Dataset entries
+-------+
//! core — data, parameters, recursions and simulation for AR(1)-GJR-GARCH-t.
//!
//! Purpose
//! -------
//! Collect the numerical building blocks of the volatility model: price and
//! return containers, the parameter type and its θ-mapping, the residual and
//! variance recursions, the standardized Student-t innovation, starting
//! values and pre-sample variance policies, and the Monte Carlo path
//! simulator. The model layer in `volatility::models` wires these together
//! with the optimizer.
//!
//! Key behaviors
//! -------------
//! - [`PriceSeries`] / [`ReturnSeries`]: validated inputs and the
//!   `100·ln(P_t/P_{t−1})` transform.
//! - [`GarchParams`]: model-space parameters, the stationarity-preserving
//!   θ ↔ parameter mapping, and the one-step variance update.
//! - [`likelihood_driver`] / [`loglik_terms`]: allocation-free likelihood
//!   evaluation over [`GarchScratch`].
//! - [`VarianceInit`] and [`starting_values`]: σ²₀ policy and optimizer
//!   starting point.
//! - [`simulate_paths`] / [`simulate_drawdowns`]: seeded, rayon-parallel
//!   path generation.
//!
//! Invariants & assumptions
//! ------------------------
//! - Successfully constructed [`GarchParams`] satisfy ω > 0, α ≥ 0,
//!   α + γ ≥ 0, β ≥ 0, |φ| < 1, ν ∈ (2.05, 500] and
//!   α + γ/2 + β < 1 − margin.
//! - Every σ²_t passes through [`VarianceGuards`].
//!
//! Conventions
//! -----------
//! - Returns inside the model are scaled (×100); simulation output is
//!   divided back by the scale.
//! - Parameter vectors use the order `[μ, φ, ω, α, γ, β, ν]`
//!   ([`PARAM_NAMES`]).
//! - Only `data` (dropped transitions) and `init`/`simulation` (debug
//!   events) emit `tracing` events.

pub mod data;
pub mod guards;
pub mod init;
pub mod innovations;
pub mod options;
pub mod params;
pub mod simulation;
pub mod validation;
pub mod variance;

// ---- Re-exports (primary public surface) ----------------------------------

pub use self::data::{PriceSeries, ReturnSeries, SeriesMeta, DEFAULT_RETURN_SCALE};
pub use self::guards::VarianceGuards;
pub use self::init::{backcast, starting_values, StartingValues, VarianceInit};
pub use self::innovations::{StdStudentT, TSampler};
pub use self::options::{GarchOptions, SimOpts, SimStart, StdErrKind};
pub use self::params::{GarchParams, PARAM_NAMES};
pub use self::simulation::{simulate_drawdowns, simulate_paths, PathSimulator, TerminalState};
pub use self::validation::{
    validate_alpha, validate_ar, validate_beta, validate_leverage, validate_mu, validate_nu,
    validate_omega, validate_sim_opts, validate_stationarity, validate_theta, N_PARAMS,
};
pub use self::variance::{
    compute_residuals, compute_variance, likelihood_driver, loglik_terms, GarchScratch,
};

// ---- Optional convenience prelude for downstream crates -------------------
//
// Downstream crates can write
//
//     use drawdown_risk::volatility::core::prelude::*;
//
// to import the main core surface in a single line.

pub mod prelude {
    pub use super::data::{PriceSeries, ReturnSeries, SeriesMeta};
    pub use super::guards::VarianceGuards;
    pub use super::init::VarianceInit;
    pub use super::innovations::StdStudentT;
    pub use super::options::{GarchOptions, SimOpts, SimStart, StdErrKind};
    pub use super::params::GarchParams;
    pub use super::simulation::TerminalState;
    pub use super::variance::GarchScratch;
}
+-------+
Goal of the exercise:
Give back all the records above exactly as they were written.

Result of the task:
//! core — data, parameters, recursions and simulation for AR(1)-GJR-GARCH-t.
//!
//! Purpose
//! -------
//! Collect the numerical building blocks of the volatility model: price and
//! return containers, the parameter type and its θ-mapping, the residual and
//! variance recursions, the standardized Student-t innovation, starting
//! values and pre-sample variance policies, and the Monte Carlo path
//! simulator. The model layer in `volatility::models` wires these together
//! with the optimizer.
//!
//! Key behaviors
//! -------------
//! - [`PriceSeries`] / [`ReturnSeries`]: validated inputs and the
//!   `100·ln(P_t/P_{t−1})` transform.
//! - [`GarchParams`]: model-space parameters, the stationarity-preserving
//!   θ ↔ parameter mapping, and the one-step variance update.
//! - [`likelihood_driver`] / [`loglik_terms`]: allocation-free likelihood
//!   evaluation over [`GarchScratch`].
//! - [`VarianceInit`] and [`starting_values`]: σ²₀ policy and optimizer
//!   starting point.
//! - [`simulate_paths`] / [`simulate_drawdowns`]: seeded, rayon-parallel
//!   path generation.
//!
//! Invariants & assumptions
//! ------------------------
//! - Successfully constructed [`GarchParams`] satisfy ω > 0, α ≥ 0,
//!   α + γ ≥ 0, β ≥ 0, |φ| < 1, ν ∈ (2.05, 500] and
//!   α + γ/2 + β < 1 − margin.
//! - Every σ²_t passes through [`VarianceGuards`].
//!
//! Conventions
//! -----------
//! - Returns inside the model are scaled (×100); simulation output is
//!   divided back by the scale.
//! - Parameter vectors use the order `[μ, φ, ω, α, γ, β, ν]`
//!   ([`PARAM_NAMES`]).
//! - Only `data` (dropped transitions) and `init`/`simulation` (debug
//!   events) emit `tracing` events.

pub mod data;
pub mod guards;
pub mod init;
pub mod innovations;
pub mod options;
pub mod params;
pub mod simulation;
pub mod validation;
pub mod variance;

// ---- Re-exports (primary public surface) ----------------------------------

pub use self::data::{PriceSeries, ReturnSeries, SeriesMeta, DEFAULT_RETURN_SCALE};
pub use self::guards::VarianceGuards;
pub use self::init::{backcast, starting_values, StartingValues, VarianceInit};
pub use self::innovations::{StdStudentT, TSampler};
pub use self::options::{GarchOptions, SimOpts, SimStart, StdErrKind};
pub use self::params::{GarchParams, PARAM_NAMES};
pub use self::simulation::{simulate_drawdowns, simulate_paths, PathSimulator, TerminalState};
pub use self::validation::{
    validate_alpha, validate_ar, validate_beta, validate_leverage, validate_mu, validate_nu,
    validate_omega, validate_sim_opts, validate_stationarity, validate_theta, N_PARAMS,
};
pub use self::variance::{
    compute_residuals, compute_variance, likelihood_driver, loglik_terms, GarchScratch,
};

// ---- Optional convenience prelude for downstream crates -------------------
//
// Downstream crates can write
//
//     use drawdown_risk::volatility::core::prelude::*;
//
// to import the main core surface in a single line.

pub mod prelude {
    pub use super::data::{PriceSeries, ReturnSeries, SeriesMeta};
    pub use super::guards::VarianceGuards;
    pub use super::init::VarianceInit;
    pub use super::innovations::StdStudentT;
    pub use super::options::{GarchOptions, SimOpts, SimStart, StdErrKind};
    pub use super::params::GarchParams;
    pub use super::simulation::TerminalState;
    pub use super::variance::GarchScratch;
}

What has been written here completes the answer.